So, why is backing up of /usr so terribly slow. What did I wrong, hence what can I do to get /usr backed-up at a reasonable rate in a reasonable time. I had the same problem already in the past, when backing up the primary internal H to a secondary internal HD.

Many thanks for any suggestions.

Best regards

Rolf


----------



## graudeejs (Nov 22, 2010)

Why on earth do you dump, and immediately restore on your backup media? That is plain wrong....
http://forums.freebsd.org/showthread.php?t=185


----------



## danbi (Nov 22, 2010)

It is very useful to mount the new (empty) filesystem with the async flag, because it doesn't yet contain anything valuable and may be recreated by repeating the procedure. The async flag will speed up restore very much, especially if you have lots of small files and especially when you restore to flash media where write speed and IOPs is severely limited.


----------



## Anonymous (Nov 22, 2010)

killasmurf86 said:
			
		

> Why on earth do you dump, and immediately restore on your backup media? That is plain wrong....

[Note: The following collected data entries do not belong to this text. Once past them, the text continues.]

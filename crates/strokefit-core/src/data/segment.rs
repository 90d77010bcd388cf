use chrono::{DateTime, Utc};
use serde::Serialize;
use uuid::Uuid;

use super::Point;
use crate::error::CurveError;

/// A fitted polynomial curve over a bounded x-range
///
/// `coefficients[i]` is the weight of `x^i`. The constructor enforces
/// `coefficients.len() == degree + 1` and `start.x <= end.x`, so a segment
/// held by the store never needs fixing up on the read path.
#[derive(Debug, Clone, PartialEq, Serialize)]
pub struct CurveSegment {
    id: String,
    color: String,
    start: Point,
    end: Point,
    degree: usize,
    coefficients: Vec<f64>,
    created: DateTime<Utc>,
    modified: DateTime<Utc>,
}

impl CurveSegment {
    /// Create a segment with a fresh id and timestamps.
    pub fn new(
        color: impl Into<String>,
        start: Point,
        end: Point,
        degree: usize,
        coefficients: Vec<f64>,
    ) -> Result<Self, CurveError> {
        if coefficients.len() != degree + 1 {
            return Err(CurveError::CoefficientCount {
                expected: degree + 1,
                actual: coefficients.len(),
            });
        }

        let now = Utc::now();
        let mut segment = Self {
            id: Uuid::new_v4().to_string(),
            color: color.into(),
            start,
            end,
            degree,
            coefficients,
            created: now,
            modified: now,
        };
        segment.normalize();
        Ok(segment)
    }

    /// Swap the endpoints if `start.x > end.x`.
    ///
    /// Idempotent. Returns true when a swap happened, in which case
    /// `modified` is bumped.
    fn normalize(&mut self) -> bool {
        if self.start.x > self.end.x {
            std::mem::swap(&mut self.start, &mut self.end);
            self.modified = Utc::now();
            tracing::debug!("Segment {} endpoints swapped", self.id);
            true
        } else {
            false
        }
    }

    /// Evaluate the polynomial at `x` (Horner's rule).
    pub fn evaluate(&self, x: f64) -> f64 {
        self.coefficients
            .iter()
            .rev()
            .fold(0.0, |acc, &c| acc * x + c)
    }

    pub fn id(&self) -> &str {
        &self.id
    }

    pub fn color(&self) -> &str {
        &self.color
    }

    pub fn start(&self) -> Point {
        self.start
    }

    pub fn end(&self) -> Point {
        self.end
    }

    pub fn degree(&self) -> usize {
        self.degree
    }

    pub fn coefficients(&self) -> &[f64] {
        &self.coefficients
    }

    pub fn created(&self) -> DateTime<Utc> {
        self.created
    }

    pub fn modified(&self) -> DateTime<Utc> {
        self.modified
    }

    /// Width of the x-range covered.
    pub fn span(&self) -> f64 {
        self.end.x - self.start.x
    }
}
//! # StrokeFit Core
//!
//! Core types and utilities shared by every StrokeFit crate.
//! Provides the stroke and curve-segment data model, the tunable
//! curve parameters, and the error taxonomy used across the pipeline.

pub mod constants;
pub mod data;
pub mod error;
pub mod params;
pub mod types;

pub use data::{CurveSegment, Point, Stroke};

pub use error::{CurveError, Error, FitError, Result, StrokeError};

pub use params::{CurveParameters, FitSource, UnderdeterminedPolicy};

// Re-export type aliases for convenience
pub use types::{thread_safe_vec, ThreadSafeVec};
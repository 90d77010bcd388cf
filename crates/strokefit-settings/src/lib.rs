//! StrokeFit Settings Crate
//!
//! Handles configuration files for the curve pipeline and logging.

pub mod config;
pub mod error;

pub use config::{Config, LoggingSettings};
pub use error::{ConfigError, SettingsError, SettingsResult};
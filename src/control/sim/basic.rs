//! Permissive simulated controller.

use std::sync::Arc;

use async_trait::async_trait;
use tracing::debug;

use super::SimCore;
use crate::control::state::{ControllerState, Transition};
use crate::control::{BeginRequest, ConfigureRequest, ControlFactory, DaqControl, RunLength};
use crate::error::{DaqError, DaqResult};

/// Simulated controller that accepts any run length.
///
/// Negative or malformed lengths are clamped rather than refused, and a
/// `begin` without a length reuses the configured one (or runs forever).
#[derive(Clone)]
pub struct SimControl {
    core: Arc<SimCore>,
}

impl SimControl {
    /// New simulator in `Disconnected`.
    pub fn new() -> Self {
        Self {
            core: SimCore::new("SimControl"),
        }
    }

    /// Factory producing a fresh simulator per connection.
    pub fn factory() -> impl ControlFactory {
        |_host: &str, _platform: u32| -> DaqResult<Arc<dyn DaqControl>> {
            Ok(Arc::new(SimControl::new()))
        }
    }

    /// Current state without going through the trait.
    pub fn current_state(&self) -> ControllerState {
        self.core.state()
    }

    /// Overwrite the state, as if the DAQ changed it on its own.
    pub fn force_state(&self, state: ControllerState) {
        self.core.force_state(state);
    }
}

impl Default for SimControl {
    fn default() -> Self {
        Self::new()
    }
}

#[async_trait]
impl DaqControl for SimControl {
    async fn connect(&self) -> DaqResult<()> {
        self.core.transition(Transition::Connect).map(|_| ())
    }

    async fn disconnect(&self) -> DaqResult<()> {
        self.core.transition(Transition::Disconnect).map(|_| ())
    }

    async fn configure(&self, request: ConfigureRequest) -> DaqResult<()> {
        debug!(?request, "SimControl.configure");
        if self.core.transition(Transition::Configure)?.applied() {
            let length = request.length.resolve_lenient().ok_or_else(|| {
                DaqError::Validation("configure requires events or duration".to_string())
            })?;
            self.core.set_configured_length(length);
        }
        Ok(())
    }

    async fn begin(&self, request: BeginRequest) -> DaqResult<()> {
        debug!(?request, "SimControl.begin");
        if self.core.transition(Transition::Begin)?.applied() {
            let length = request
                .length
                .resolve_lenient()
                .or_else(|| self.core.configured_length())
                .unwrap_or(RunLength::Forever);
            self.core.start_run(length);
        }
        Ok(())
    }

    async fn stop(&self) -> DaqResult<()> {
        self.core.stop().map(|_| ())
    }

    async fn endrun(&self) -> DaqResult<()> {
        self.core.endrun().map(|_| ())
    }

    async fn end(&self) -> DaqResult<()> {
        self.core.wait_run_done().await;
        Ok(())
    }

    async fn state_index(&self) -> DaqResult<usize> {
        Ok(self.core.state().index())
    }
}

#[cfg(test)]
mod tests {
    use super::*;
    use std::time::{Duration, Instant};

    #[tokio::test]
    async fn test_begin_reuses_configured_length() {
        let sim = SimControl::new();
        sim.connect().await.unwrap();
        sim.configure(ConfigureRequest::events(24)).await.unwrap();

        let start = Instant::now();
        sim.begin(BeginRequest::default()).await.unwrap();
        assert_eq!(sim.current_state(), ControllerState::Running);
        sim.end().await.unwrap();
        assert!(start.elapsed() >= Duration::from_millis(200));
        assert_eq!(sim.current_state(), ControllerState::Open);
    }

    #[tokio::test]
    async fn test_negative_events_clamped() {
        let sim = SimControl::new();
        sim.connect().await.unwrap();
        sim.configure(ConfigureRequest::events(-5)).await.unwrap();
        assert_eq!(sim.current_state(), ControllerState::Configured);
    }

    #[tokio::test]
    async fn test_end_when_idle_returns() {
        let sim = SimControl::new();
        sim.connect().await.unwrap();
        tokio::time::timeout(Duration::from_millis(100), sim.end())
            .await
            .expect("end should not block without a run")
            .unwrap();
    }
}
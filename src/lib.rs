//! # Beamline DAQ Control Library
//!
//! Coordinates a data acquisition system with experiment plans. The DAQ runs
//! as a separate process; this crate only drives its control session and
//! decides when acquisition windows open and close. Event data never passes
//! through here.
//!
//! ## Crate Structure
//!
//! - **`control`**: the `DaqControl` endpoint trait, run-length resolution, the
//!   endpoint state machine (`control::state`) and two simulated endpoints
//!   (`control::sim`).
//! - **`daq`**: the `Daq` run coordinator: connection and configuration
//!   lifecycle, the flyer protocol, and plan-message interception.
//! - **`plan`**: plan messages and a minimal `RunEngine` that hands every
//!   message to an installed hook before executing it.
//! - **`flyer`**: the kickoff/complete/collect protocol.
//! - **`status`**: `OperationStatus`, the single-resolution completion handle
//!   returned by non-blocking operations.
//! - **`config`**: figment-based settings loading.
//! - **`logging`**: tracing subscriber setup.
//! - **`error`**: the `DaqError` enum shared by all of the above.

pub mod config;
pub mod control;
pub mod daq;
pub mod error;
pub mod flyer;
pub mod logging;
pub mod plan;
pub mod status;

pub use control::state::{ControllerState, StateMachine, Transition, TransitionOutcome};
pub use control::sim::{SimControl, StrictSimControl};
pub use control::{BeginRequest, ConfigureRequest, ControlFactory, DaqControl};
pub use daq::{BeginOptions, ConfigureArgs, Controls, Daq, DaqMode, RunArgs};
pub use error::{DaqError, DaqResult};
pub use flyer::Flyer;
pub use plan::{Msg, MsgList, Plan, RunEngine};
pub use status::OperationStatus;
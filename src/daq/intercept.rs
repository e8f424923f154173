//! Following a plan's structure.
//!
//! While [`Daq::wrap_plan`] runs a plan, the DAQ sees every plan message
//! before it executes. `open_run`/`close_run` mark the plan's run, and in
//! [`DaqMode::Auto`] each `create`..`save` event bundle gets its own
//! acquisition window:
//!
//! | message | auto mode action |
//! |---|---|
//! | `create` | pause then resume, so every event starts a fresh window |
//! | `save` | wait for a bounded window to end, otherwise pause |
//!
//! The hook is removed by a drop guard, so a plan that fails (or a future
//! that is dropped mid-plan) never leaves it installed.

use std::collections::BTreeMap;
use std::sync::atomic::Ordering;
use std::sync::Arc;

use async_trait::async_trait;
use serde_json::Value;
use tracing::{debug, warn};

use super::{Daq, DaqMode, RunArgs};
use crate::error::{DaqError, DaqResult};
use crate::flyer::Flyer;
use crate::plan::{Msg, MsgHook, MsgList, Plan, PlanChain, RunEngine, RunSummary};
use crate::status::OperationStatus;

/// Clears the engine hook and the plan flags when dropped.
struct HookGuard<'a> {
    engine: &'a RunEngine,
    daq: &'a Daq,
}

impl Drop for HookGuard<'_> {
    fn drop(&mut self) {
        self.engine.clear_msg_hook();
        self.daq.bound.store(false, Ordering::SeqCst);
        self.daq.in_run.store(false, Ordering::SeqCst);
        debug!(daq = %self.daq.name, "Message hook cleared");
    }
}

impl Daq {
    fn mode(&self) -> DaqMode {
        self.config
            .read()
            .as_ref()
            .map_or(self.default_mode, |config| config.mode)
    }

    /// Run `plan` with the DAQ flying alongside it.
    ///
    /// The plan is wrapped as
    /// `stage, open_run, kickoff, <plan>, complete, collect, close_run, unstage`
    /// and the DAQ follows its messages while it runs. The plan must not open
    /// a run itself.
    pub async fn wrap_plan(
        self: &Arc<Self>,
        engine: &RunEngine,
        plan: impl Plan + 'static,
    ) -> DaqResult<RunSummary> {
        let flyer: Arc<dyn Flyer> = Arc::clone(self) as Arc<dyn Flyer>;
        let mut wrapped = PlanChain::new()
            .then(MsgList::from(vec![
                Msg::Stage(Arc::clone(&flyer)),
                Msg::OpenRun,
                Msg::Kickoff(Arc::clone(&flyer)),
            ]))
            .then(plan)
            .then(MsgList::from(vec![
                Msg::Complete(Arc::clone(&flyer)),
                Msg::Collect(Arc::clone(&flyer)),
                Msg::CloseRun,
                Msg::Unstage(flyer),
            ]));

        if engine.set_msg_hook(Arc::clone(self) as Arc<dyn MsgHook>).is_some() {
            warn!(daq = %self.name, "Replaced an existing message hook");
        }
        self.bound.store(true, Ordering::SeqCst);
        let _guard = HookGuard { engine, daq: self };

        let result = engine.run(&mut wrapped).await;
        if let Err(e) = &result {
            warn!(daq = %self.name, error = %e, "Wrapped plan failed, ending run");
            if let Err(end_err) = self.end_run().await {
                warn!(daq = %self.name, error = %end_err, "Could not end run after plan failure");
            }
        }
        result
    }

    /// Plan fragment acquiring one bounded window inside a wrapped plan.
    ///
    /// Fails before touching the endpoint when called outside
    /// [`Daq::wrap_plan`], or when neither `args` nor the stored
    /// configuration says how long the window lasts.
    pub fn calib_cycle(self: &Arc<Self>, args: RunArgs) -> DaqResult<MsgList> {
        if !self.bound.load(Ordering::SeqCst) {
            return Err(DaqError::OutsidePlan("calib_cycle"));
        }
        let stored_bounded = self.config().is_some_and(|config| config.bounded());
        if args.events.is_none() && args.duration.is_none() && !stored_bounded {
            return Err(DaqError::Validation(
                "calib_cycle needs events or duration, either given or configured".to_string(),
            ));
        }
        let window: Arc<dyn Flyer> = Arc::new(CalibWindow {
            name: format!("{}_calib_cycle", self.name),
            daq: Arc::clone(self),
            args,
        });
        Ok(MsgList::from(vec![
            Msg::Kickoff(Arc::clone(&window)),
            Msg::Complete(window),
        ]))
    }
}

#[async_trait]
impl MsgHook for Daq {
    async fn on_msg(&self, msg: &Msg) -> DaqResult<()> {
        match msg {
            Msg::OpenRun => {
                debug!(daq = %self.name, "Plan opened a run");
                self.in_run.store(true, Ordering::SeqCst);
            }
            Msg::CloseRun => {
                debug!(daq = %self.name, "Plan closed its run");
                self.in_run.store(false, Ordering::SeqCst);
            }
            Msg::Create { .. } if self.mode() == DaqMode::Auto => {
                self.pause().await?;
                self.resume().await?;
            }
            Msg::Save if self.mode() == DaqMode::Auto => {
                if self.config().is_some_and(|config| config.bounded()) {
                    self.wait(None, false).await?;
                } else {
                    self.pause().await?;
                }
            }
            _ => {}
        }
        Ok(())
    }
}

/// One explicit acquisition window of the DAQ, as a flyer.
pub struct CalibWindow {
    name: String,
    daq: Arc<Daq>,
    args: RunArgs,
}

#[async_trait]
impl Flyer for CalibWindow {
    fn name(&self) -> &str {
        &self.name
    }

    async fn kickoff(&self) -> DaqResult<OperationStatus> {
        Daq::kickoff(&self.daq, self.args.clone()).await
    }

    async fn complete(&self) -> DaqResult<OperationStatus> {
        // explicit window lengths end on their own even when the stored
        // configuration is open-ended
        let bounded = match (self.args.events, self.args.duration) {
            (None, None) => self.daq.config().is_some_and(|config| config.bounded()),
            (events, duration) => events.is_some_and(|n| n > 0) || duration.is_some(),
        };
        self.daq.complete_with(bounded).await
    }

    async fn collect(&self) -> DaqResult<Vec<Value>> {
        Ok(Vec::new())
    }

    fn describe_collect(&self) -> BTreeMap<String, Value> {
        BTreeMap::new()
    }
}

#[cfg(test)]
mod tests {
    use super::*;
    use crate::control::sim::SimControl;

    #[tokio::test]
    async fn test_calib_cycle_outside_plan() {
        let daq = Arc::new(Daq::new("daq", 0, SimControl::factory()));
        let err = daq.calib_cycle(RunArgs::events(10)).unwrap_err();
        assert!(matches!(err, DaqError::OutsidePlan("calib_cycle")));
    }

    #[tokio::test]
    async fn test_calib_cycle_needs_length() {
        let daq = Arc::new(Daq::new("daq", 0, SimControl::factory()));
        daq.bound.store(true, Ordering::SeqCst);
        assert!(matches!(
            daq.calib_cycle(RunArgs::default()),
            Err(DaqError::Validation(_))
        ));
        assert_eq!(daq.calib_cycle(RunArgs::duration(1.0)).unwrap().len(), 2);
    }

    #[tokio::test]
    async fn test_hook_tracks_run_flags() {
        let daq = Daq::new("daq", 0, SimControl::factory());
        daq.on_msg(&Msg::OpenRun).await.unwrap();
        assert!(daq.in_run.load(Ordering::SeqCst));
        daq.on_msg(&Msg::CloseRun).await.unwrap();
        assert!(!daq.in_run.load(Ordering::SeqCst));
    }
}
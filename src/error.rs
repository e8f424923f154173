//! Error types for DAQ control.
//!
//! `DaqError` covers everything the run coordinator, the control endpoints and
//! the plan runner can report. Using `thiserror`, each variant carries enough
//! context to tell the operator what was refused and why.
//!
//! ## Error Categories
//!
//! - **State conflicts** (`InvalidTransition`, `StateConflict`): a request was
//!   made from a state that does not permit it. Never retried silently.
//! - **Validation** (`Validation`): malformed arguments, raised before any
//!   remote call is attempted.
//! - **Remote failures** (`Remote`): the endpoint's own connect or configure
//!   call failed. The coordinator resets its local view before returning it.
//! - **Waiting** (`Timeout`, `NotRunning`): blocking waits that exceeded their
//!   budget, or an end-of-run wait with nothing running.
//!
//! An "ignored" transition is not an error at all; see
//! [`TransitionOutcome`](crate::control::state::TransitionOutcome).

use std::time::Duration;

use thiserror::Error;

use crate::control::state::{ControllerState, Transition};

/// Convenience alias for results using the DAQ error type.
pub type DaqResult<T> = std::result::Result<T, DaqError>;

/// Primary error type for DAQ control.
#[derive(Error, Debug)]
pub enum DaqError {
    /// The endpoint state machine refused a transition.
    ///
    /// **Recovery Strategy**: bring the endpoint into a state listed as legal
    /// for the transition (for example `end_run` before `configure`).
    #[error("Invalid transition {transition} from state {state}")]
    InvalidTransition {
        /// Transition that was requested
        transition: Transition,
        /// State the endpoint was in
        state: ControllerState,
    },

    /// A coordinator operation is not allowed in the current logical state.
    #[error("Cannot {operation} while the DAQ is {state}")]
    StateConflict {
        /// Operation that was requested
        operation: &'static str,
        /// Logical state at the time of the request
        state: ControllerState,
    },

    /// Arguments failed validation. Nothing was sent to the endpoint.
    #[error("Invalid DAQ argument: {0}")]
    Validation(String),

    /// The remote endpoint failed a connect or configure call.
    ///
    /// The endpoint is assumed to be in an unknown but safe state; the
    /// coordinator has already dropped the endpoint (connect) or cleared its
    /// stored configuration (configure).
    #[error("DAQ {operation} failed: {message}")]
    Remote {
        /// Remote call that failed
        operation: &'static str,
        /// Failure reported by the endpoint
        message: String,
    },

    /// An operation needed a connection and none could be made.
    #[error("Could not connect to DAQ")]
    NotConnected,

    /// `end` was requested while nothing is running.
    #[error("DAQ is not running")]
    NotRunning,

    /// A plan-only helper was used outside of a wrapped plan.
    #[error("{0} is only valid inside a DAQ-wrapped plan")]
    OutsidePlan(&'static str),

    /// A blocking wait exceeded its budget.
    #[error("Timed out after {timeout:?} waiting for {operation}")]
    Timeout {
        /// What was being waited for
        operation: &'static str,
        /// Budget that elapsed
        timeout: Duration,
    },

    /// A plan failed while running under the run engine.
    #[error("Plan failed: {0}")]
    Plan(String),

    /// Settings could not be loaded.
    #[error("Configuration error: {0}")]
    Config(#[from] figment::Error),
}

impl DaqError {
    /// Wrap an endpoint failure as a remote failure of `operation`.
    pub fn remote(operation: &'static str, source: impl std::fmt::Display) -> Self {
        DaqError::Remote {
            operation,
            message: source.to_string(),
        }
    }

    /// True for failures that only mean "there is nothing to finish".
    pub fn is_benign_end(&self) -> bool {
        matches!(self, DaqError::NotRunning)
    }
}

#[cfg(test)]
mod tests {
    use super::*;

    #[test]
    fn test_invalid_transition_message() {
        let err = DaqError::InvalidTransition {
            transition: Transition::Configure,
            state: ControllerState::Running,
        };
        assert_eq!(
            err.to_string(),
            "Invalid transition configure from state Running"
        );
    }

    #[test]
    fn test_remote_wraps_display() {
        let err = DaqError::remote("connect", "partition not allocated");
        assert!(matches!(err, DaqError::Remote { operation: "connect", .. }));
        assert!(err.to_string().contains("partition not allocated"));
    }

    #[test]
    fn test_benign_end() {
        assert!(DaqError::NotRunning.is_benign_end());
        assert!(!DaqError::NotConnected.is_benign_end());
    }
}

Because people keep suggesting this. 



			
				killasmurf86 said:
			
		

> http://forums.freebsd.org/showthread.php?t=185



Here comes a quote from your writing-up:



			
				killasmurf86 said:
			
		

> Ok, this is defiantly worth writing... especially for new users
> Here i will cover how to backup/restore (to file) FreeBSD using native utilities called *dump *and *restore*
> ...
> 
> ...



[CMD=""]dump -0Lauf - /dev/ad1s1a  | sudo restore -rf -[/CMD]

This is almost exactly what I did.

I am new to FreeBSD, and I merely have an own opinion on the correct way of cloning a disk to another volume. Now, I only know, that the way how I did it was impractically slow. Therefore my question on how to do it better.

Anyway, many thanks for your reply.

Best regards

Rolf


----------



## graudeejs (Nov 22, 2010)

Ye, but, I think, you didn't understand the purpose of that command....
For regular backups don't do that....
Now if you wanted to move filesystem from one disk to another (for example if one disk is starting to die, and you have different partitions... or you don't want to use tar, then you can use dump .. | restore....) It was just to show that you could do that.....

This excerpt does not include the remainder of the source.